The OECD Tourism Trends and Policies 2022 report validates Saudi Arabia’s commitment to developing its tourism industry as one of the Kingdom’s fastest-growing sectors, significantly contributing to the national economy while creating a substantial number of jobs.  

Adel Noueihed, managing director of Imagination Middle East, a global creative agency, highlighted that on a global scale, entertainment contributes to 4 percent of gross domestic product, while tourism accounts for 7 percent.  

“When it comes to economic diversification, this is what KSA should aim to achieve when opening up these sectors,” he told Arab News. 

“And these numbers make sense if you’re trying to diversify away from hydrocarbons that these sectors would be two really clear pillars of things the government can do to diversify,” Noueihed added. 

Christophe Castagnera, strategy head of Imagination Middle East, echoed this sentiment, highlighting the untapped potential for experiences in Saudi Arabia.  

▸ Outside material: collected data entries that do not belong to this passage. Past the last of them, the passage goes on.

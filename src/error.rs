//! Library error type.
//!
//! Native failures never leave the crate as raw `vk::Result` values: they are
//! rendered into their textual result code first, so callers can log or
//! display them without knowing the native API.

use ash::vk;
use thiserror::Error;

/// Errors produced by the backend.
#[derive(Error, Debug)]
pub enum Error {
    /// A native call returned a failure code.
    #[error("{call} failed: {}", describe(.code))]
    Vulkan { call: &'static str, code: vk::Result },

    /// The logical device was lost. Always fatal to the frame loop.
    #[error("device lost during {call}")]
    DeviceLost { call: &'static str },

    /// Failed to load the Vulkan library
    #[error("failed to load Vulkan: {0}")]
    Loading(#[from] ash::LoadingError),

    /// GPU allocator error
    #[error("allocator error: {0}")]
    Allocation(#[from] gpu_allocator::AllocationError),

    #[error("required extension not available: {0}")]
    MissingExtension(String),

    #[error("required layer not available: {0}")]
    MissingLayer(String),

    /// No physical device satisfies the requirements
    #[error("no physical device meets the renderer requirements")]
    NoSuitableDevice,

    #[error("surface error: {0}")]
    Surface(String),

    /// A bounded fence wait expired.
    #[error("fence wait timed out after {0} ns")]
    FenceTimeout(u64),

    /// A fixed-capacity table or buffer is full.
    #[error("{0} exhausted")]
    Exhausted(&'static str),

    #[error("buffer error: {0}")]
    Buffer(String),

    #[error("shader error: {0}")]
    Shader(String),

    #[error("uniform error: {0}")]
    Uniform(String),

    #[error("render pass configuration error: {0}")]
    RenderPassConfig(String),

    #[error("asset error: {0}")]
    Asset(String),

    /// A handle does not refer to a live object (stale generation or unknown slot).
    #[error("invalid handle: {0}")]
    InvalidHandle(String),

    /// An operation was called in a state that does not permit it.
    #[error("invalid state: {0}")]
    InvalidState(String),
}

/// Result alias for backend operations.
pub type Result<T> = std::result::Result<T, Error>;

impl Error {
    /// Wraps a native result code, promoting device loss to its own variant.
    pub fn vulkan(call: &'static str, code: vk::Result) -> Self {
        if code == vk::Result::ERROR_DEVICE_LOST {
            Error::DeviceLost { call }
        } else {
            Error::Vulkan { call, code }
        }
    }

    pub fn is_device_lost(&self) -> bool {
        matches!(self, Error::DeviceLost { .. })
    }
}

/// Adapter for `map_err` on raw ash results.
pub(crate) fn vk_err(call: &'static str) -> impl Fn(vk::Result) -> Error {
    move |code| Error::vulkan(call, code)
}

fn describe(code: &vk::Result) -> &'static str {
    result_string(*code, true)
}

/// Textual form of a native result code.
///
/// The short form is the enumerant name; the extended form appends the
/// registry description.
pub fn result_string(code: vk::Result, extended: bool) -> &'static str {
    let (short, long) = match code {
        vk::Result::SUCCESS => ("VK_SUCCESS", "VK_SUCCESS Command successfully completed"),
        vk::Result::NOT_READY => ("VK_NOT_READY", "VK_NOT_READY A fence or query has not yet completed"),
        vk::Result::TIMEOUT => (
            "VK_TIMEOUT",
            "VK_TIMEOUT A wait operation has not completed in the specified time",
        ),
        vk::Result::EVENT_SET => ("VK_EVENT_SET", "VK_EVENT_SET An event is signaled"),
        vk::Result::EVENT_RESET => ("VK_EVENT_RESET", "VK_EVENT_RESET An event is unsignaled"),
        vk::Result::INCOMPLETE => (
            "VK_INCOMPLETE",
            "VK_INCOMPLETE A return array was too small for the result",
        ),
        vk::Result::SUBOPTIMAL_KHR => (
            "VK_SUBOPTIMAL_KHR",
            "VK_SUBOPTIMAL_KHR A swapchain no longer matches the surface properties exactly, \
             but can still be used to present to the surface successfully.",
        ),
        vk::Result::THREAD_IDLE_KHR => (
            "VK_THREAD_IDLE_KHR",
            "VK_THREAD_IDLE_KHR A deferred operation is not complete but there is currently \
             no work for this thread to do at the time of this call.",
        ),
        vk::Result::THREAD_DONE_KHR => (
            "VK_THREAD_DONE_KHR",
            "VK_THREAD_DONE_KHR A deferred operation is not complete but there is no work \
             remaining to assign to additional threads.",
        ),
        vk::Result::OPERATION_DEFERRED_KHR => (
            "VK_OPERATION_DEFERRED_KHR",
            "VK_OPERATION_DEFERRED_KHR A deferred operation was requested and at least some \
             of the work was deferred.",
        ),
        vk::Result::OPERATION_NOT_DEFERRED_KHR => (
            "VK_OPERATION_NOT_DEFERRED_KHR",
            "VK_OPERATION_NOT_DEFERRED_KHR A deferred operation was requested and no \
             operations were deferred.",
        ),
        vk::Result::PIPELINE_COMPILE_REQUIRED => (
            "VK_PIPELINE_COMPILE_REQUIRED",
            "VK_PIPELINE_COMPILE_REQUIRED A requested pipeline creation would have required \
             compilation, but the application requested compilation to not be performed.",
        ),
        vk::Result::ERROR_OUT_OF_HOST_MEMORY => (
            "VK_ERROR_OUT_OF_HOST_MEMORY",
            "VK_ERROR_OUT_OF_HOST_MEMORY A host memory allocation has failed.",
        ),
        vk::Result::ERROR_OUT_OF_DEVICE_MEMORY => (
            "VK_ERROR_OUT_OF_DEVICE_MEMORY",
            "VK_ERROR_OUT_OF_DEVICE_MEMORY A device memory allocation has failed.",
        ),
        vk::Result::ERROR_INITIALIZATION_FAILED => (
            "VK_ERROR_INITIALIZATION_FAILED",
            "VK_ERROR_INITIALIZATION_FAILED Initialization of an object could not be completed \
             for implementation-specific reasons.",
        ),
        vk::Result::ERROR_DEVICE_LOST => (
            "VK_ERROR_DEVICE_LOST",
            "VK_ERROR_DEVICE_LOST The logical or physical device has been lost.",
        ),
        vk::Result::ERROR_MEMORY_MAP_FAILED => (
            "VK_ERROR_MEMORY_MAP_FAILED",
            "VK_ERROR_MEMORY_MAP_FAILED Mapping of a memory object has failed.",
        ),
        vk::Result::ERROR_LAYER_NOT_PRESENT => (
            "VK_ERROR_LAYER_NOT_PRESENT",
            "VK_ERROR_LAYER_NOT_PRESENT A requested layer is not present or could not be loaded.",
        ),
        vk::Result::ERROR_EXTENSION_NOT_PRESENT => (
            "VK_ERROR_EXTENSION_NOT_PRESENT",
            "VK_ERROR_EXTENSION_NOT_PRESENT A requested extension is not supported.",
        ),
        vk::Result::ERROR_FEATURE_NOT_PRESENT => (
            "VK_ERROR_FEATURE_NOT_PRESENT",
            "VK_ERROR_FEATURE_NOT_PRESENT A requested feature is not supported.",
        ),
        vk::Result::ERROR_INCOMPATIBLE_DRIVER => (
            "VK_ERROR_INCOMPATIBLE_DRIVER",
            "VK_ERROR_INCOMPATIBLE_DRIVER The requested version of Vulkan is not supported by \
             the driver or is otherwise incompatible for implementation-specific reasons.",
        ),
        vk::Result::ERROR_TOO_MANY_OBJECTS => (
            "VK_ERROR_TOO_MANY_OBJECTS",
            "VK_ERROR_TOO_MANY_OBJECTS Too many objects of the type have already been created.",
        ),
        vk::Result::ERROR_FORMAT_NOT_SUPPORTED => (
            "VK_ERROR_FORMAT_NOT_SUPPORTED",
            "VK_ERROR_FORMAT_NOT_SUPPORTED A requested format is not supported on this device.",
        ),
        vk::Result::ERROR_FRAGMENTED_POOL => (
            "VK_ERROR_FRAGMENTED_POOL",
            "VK_ERROR_FRAGMENTED_POOL A pool allocation has failed due to fragmentation of the \
             pool's memory.",
        ),
        vk::Result::ERROR_SURFACE_LOST_KHR => (
            "VK_ERROR_SURFACE_LOST_KHR",
            "VK_ERROR_SURFACE_LOST_KHR A surface is no longer available.",
        ),
        vk::Result::ERROR_NATIVE_WINDOW_IN_USE_KHR => (
            "VK_ERROR_NATIVE_WINDOW_IN_USE_KHR",
            "VK_ERROR_NATIVE_WINDOW_IN_USE_KHR The requested window is already in use by Vulkan \
             or another API in a manner which prevents it from being used again.",
        ),
        vk::Result::ERROR_OUT_OF_DATE_KHR => (
            "VK_ERROR_OUT_OF_DATE_KHR",
            "VK_ERROR_OUT_OF_DATE_KHR A surface has changed in such a way that it is no longer \
             compatible with the swapchain, and further presentation requests using the \
             swapchain will fail.",
        ),
        vk::Result::ERROR_INCOMPATIBLE_DISPLAY_KHR => (
            "VK_ERROR_INCOMPATIBLE_DISPLAY_KHR",
            "VK_ERROR_INCOMPATIBLE_DISPLAY_KHR The display used by a swapchain does not use the \
             same presentable image layout, or is incompatible in a way that prevents sharing \
             an image.",
        ),
        vk::Result::ERROR_INVALID_SHADER_NV => (
            "VK_ERROR_INVALID_SHADER_NV",
            "VK_ERROR_INVALID_SHADER_NV One or more shaders failed to compile or link.",
        ),
        vk::Result::ERROR_OUT_OF_POOL_MEMORY => (
            "VK_ERROR_OUT_OF_POOL_MEMORY",
            "VK_ERROR_OUT_OF_POOL_MEMORY A pool memory allocation has failed.",
        ),
        vk::Result::ERROR_INVALID_EXTERNAL_HANDLE => (
            "VK_ERROR_INVALID_EXTERNAL_HANDLE",
            "VK_ERROR_INVALID_EXTERNAL_HANDLE An external handle is not a valid handle of the \
             specified type.",
        ),
        vk::Result::ERROR_FRAGMENTATION => (
            "VK_ERROR_FRAGMENTATION",
            "VK_ERROR_FRAGMENTATION A descriptor pool creation has failed due to fragmentation.",
        ),
        vk::Result::ERROR_INVALID_OPAQUE_CAPTURE_ADDRESS => (
            "VK_ERROR_INVALID_OPAQUE_CAPTURE_ADDRESS",
            "VK_ERROR_INVALID_OPAQUE_CAPTURE_ADDRESS A buffer creation or memory allocation \
             failed because the requested address is not available.",
        ),
        vk::Result::ERROR_FULL_SCREEN_EXCLUSIVE_MODE_LOST_EXT => (
            "VK_ERROR_FULL_SCREEN_EXCLUSIVE_MODE_LOST_EXT",
            "VK_ERROR_FULL_SCREEN_EXCLUSIVE_MODE_LOST_EXT An operation on a swapchain created \
             with application controlled full-screen access lost exclusive full-screen access.",
        ),
        vk::Result::ERROR_UNKNOWN => (
            "VK_ERROR_UNKNOWN",
            "VK_ERROR_UNKNOWN An unknown error has occurred; either the application has provided \
             invalid input, or an implementation failure has occurred.",
        ),
        _ => (
            "VK_RESULT_UNRECOGNIZED",
            "VK_RESULT_UNRECOGNIZED The driver returned a result code this build does not know",
        ),
    };
    if extended {
        long
    } else {
        short
    }
}

/// Whether a native result code denotes success (including partial success).
pub fn result_is_success(code: vk::Result) -> bool {
    code.as_raw() >= 0
}

#[cfg(test)]
mod tests {
    use super::*;

    #[test]
    fn short_and_extended_strings() {
        assert_eq!(
            result_string(vk::Result::ERROR_OUT_OF_DATE_KHR, false),
            "VK_ERROR_OUT_OF_DATE_KHR"
        );
        assert!(result_string(vk::Result::ERROR_OUT_OF_DATE_KHR, true)
            .starts_with("VK_ERROR_OUT_OF_DATE_KHR A surface has changed"));
        assert_eq!(result_string(vk::Result::from_raw(-999_999), false), "VK_RESULT_UNRECOGNIZED");
    }

    #[test]
    fn device_lost_is_promoted() {
        let err = Error::vulkan("vkQueueSubmit", vk::Result::ERROR_DEVICE_LOST);
        assert!(err.is_device_lost());

        let err = Error::vulkan("vkCreateBuffer", vk::Result::ERROR_OUT_OF_DEVICE_MEMORY);
        assert!(!err.is_device_lost());
        assert!(err.to_string().contains("VK_ERROR_OUT_OF_DEVICE_MEMORY"));
    }

    #[test]
    fn success_classification() {
        assert!(result_is_success(vk::Result::SUBOPTIMAL_KHR));
        assert!(result_is_success(vk::Result::TIMEOUT));
        assert!(!result_is_success(vk::Result::ERROR_SURFACE_LOST_KHR));
    }
}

“We know in Saudi that in every vertical, there are sports, music, technology and performing artists, whether traditional, hyper modular or futuristic, like NEOM. There is now a whole new opportunity for these spaces to fill, which is brilliant,” he said.  

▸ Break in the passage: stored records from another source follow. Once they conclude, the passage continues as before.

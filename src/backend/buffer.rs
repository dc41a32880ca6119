// Render buffers
//
// GPU buffers for vertex, index, uniform, staging, readback and storage use.
// Large shared buffers carry a byte-range freelist so many small uploads
// (geometry ranges, uniform regions) can live in one allocation.

use ash::vk;
use gpu_allocator::MemoryLocation;
use std::sync::Arc;

use super::command::CommandBuffer;
use super::gpu::{GpuDevice, QueueRole};
use crate::error::{Error, Result};

#[derive(Debug, Clone, Copy, PartialEq, Eq, Hash)]
pub enum BufferKind {
    Vertex,
    Index,
    Uniform,
    Staging,
    Read,
    Storage,
}

impl BufferKind {
    pub fn usage(self) -> vk::BufferUsageFlags {
        let transfer = vk::BufferUsageFlags::TRANSFER_SRC | vk::BufferUsageFlags::TRANSFER_DST;
        match self {
            BufferKind::Vertex => vk::BufferUsageFlags::VERTEX_BUFFER | transfer,
            BufferKind::Index => vk::BufferUsageFlags::INDEX_BUFFER | transfer,
            BufferKind::Uniform => vk::BufferUsageFlags::UNIFORM_BUFFER | transfer,
            BufferKind::Staging => vk::BufferUsageFlags::TRANSFER_SRC,
            BufferKind::Read => vk::BufferUsageFlags::TRANSFER_DST,
            BufferKind::Storage => vk::BufferUsageFlags::STORAGE_BUFFER | transfer,
        }
    }

    /// Allocator placement. `CpuToGpu` picks device-local host-visible memory when it exists.
    pub fn memory_location(self) -> MemoryLocation {
        match self {
            BufferKind::Vertex | BufferKind::Index | BufferKind::Storage => MemoryLocation::GpuOnly,
            BufferKind::Uniform | BufferKind::Staging => MemoryLocation::CpuToGpu,
            BufferKind::Read => MemoryLocation::GpuToCpu,
        }
    }

    /// Whether the CPU can write or read the memory directly.
    pub fn host_visible(self) -> bool {
        matches!(
            self,
            BufferKind::Uniform | BufferKind::Staging | BufferKind::Read
        )
    }
}

/// First-fit allocator over a byte range. Free blocks stay sorted and coalesced.
#[derive(Debug, Clone)]
pub struct FreeList {
    total: u64,
    blocks: Vec<(u64, u64)>,
}

impl FreeList {
    pub fn new(total: u64) -> Self {
        Self {
            total,
            blocks: if total > 0 { vec![(0, total)] } else { Vec::new() },
        }
    }

    pub fn total(&self) -> u64 {
        self.total
    }

    pub fn free_space(&self) -> u64 {
        self.blocks.iter().map(|&(_, size)| size).sum()
    }

    /// Returns the offset of a `size`-byte range starting on a multiple of `align`.
    pub fn allocate(&mut self, size: u64, align: u64) -> Option<u64> {
        if size == 0 {
            return None;
        }
        let align = align.max(1);
        for i in 0..self.blocks.len() {
            let (offset, block_size) = self.blocks[i];
            let start = offset.div_ceil(align) * align;
            let padding = start - offset;
            if block_size < padding + size {
                continue;
            }

            let tail = block_size - padding - size;
            let mut replacement = Vec::with_capacity(2);
            if padding > 0 {
                replacement.push((offset, padding));
            }
            if tail > 0 {
                replacement.push((start + size, tail));
            }
            self.blocks.splice(i..=i, replacement);
            return Some(start);
        }
        None
    }

    pub fn free(&mut self, offset: u64, size: u64) -> Result<()> {
        if size == 0 || offset + size > self.total {
            return Err(Error::Buffer(format!(
                "range {}+{} outside of {} bytes",
                offset, size, self.total
            )));
        }
        let pos = self.blocks.partition_point(|&(start, _)| start < offset);
        let overlaps_prev = pos > 0 && {
            let (start, len) = self.blocks[pos - 1];
            start + len > offset
        };
        let overlaps_next = pos < self.blocks.len() && offset + size > self.blocks[pos].0;
        if overlaps_prev || overlaps_next {
            return Err(Error::Buffer(format!(
                "range {}+{} is already free",
                offset, size
            )));
        }

        self.blocks.insert(pos, (offset, size));
        // Merge with the following block, then with the preceding one
        if pos + 1 < self.blocks.len() && offset + size == self.blocks[pos + 1].0 {
            self.blocks[pos].1 += self.blocks[pos + 1].1;
            self.blocks.remove(pos + 1);
        }
        if pos > 0 {
            let (start, len) = self.blocks[pos - 1];
            if start + len == offset {
                self.blocks[pos - 1].1 += self.blocks[pos].1;
                self.blocks.remove(pos);
            }
        }
        Ok(())
    }

    /// Extends the managed range; the new tail becomes free.
    pub fn grow(&mut self, new_total: u64) {
        if new_total <= self.total {
            return;
        }
        let added = new_total - self.total;
        match self.blocks.last_mut() {
            Some((start, len)) if *start + *len == self.total => *len += added,
            _ => self.blocks.push((self.total, added)),
        }
        self.total = new_total;
    }
}

/// Records a buffer-to-buffer copy into a single-use command buffer and waits for it.
pub fn copy_buffer<D: GpuDevice>(
    device: &Arc<D>,
    src: &D::Buffer,
    src_offset: u64,
    dst: &D::Buffer,
    dst_offset: u64,
    size: u64,
) -> Result<()> {
    let cmd = CommandBuffer::allocate_and_begin_single_use(device.clone())?;
    device.cmd_copy_buffer(
        cmd.handle(),
        src,
        dst,
        vk::BufferCopy {
            src_offset,
            dst_offset,
            size,
        },
    );
    cmd.end_single_use(QueueRole::Graphics)
}

pub struct RenderBuffer<D: GpuDevice> {
    kind: BufferKind,
    size: u64,
    buffer: D::Buffer,
    freelist: Option<FreeList>,
    bound_offset: Option<u64>,
    device: Arc<D>,
}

Castagnera underscored that these ventures are “a big part and a big driver” of what the government is doing with its strategic work and new initiatives.  

At the regional level, the strategy head pointed out that he has never witnessed such a multi-layered approach to building the experience economy, especially in terms of the intricacies involved in planning, investment, creative thinking and imagination required in the projects.

Driving growth

Saudi Arabia’s Vision 2030 is driving specific support measures for the entertainment sector, with a goal of contributing over $23 billion or 3 percent of GDP and creating more than 100,000 jobs by 2030. It also has a $64 billion investment plan to further bolster the sector’s growth.  

“It’s (entertainment) a booming industry globally,” added Noueihed. “I think as people get more prosperous in certain parts of the world, they’ve got more disposable income, more time, and they want to spend that in different cultural entertainment activities. It’s a good play.”  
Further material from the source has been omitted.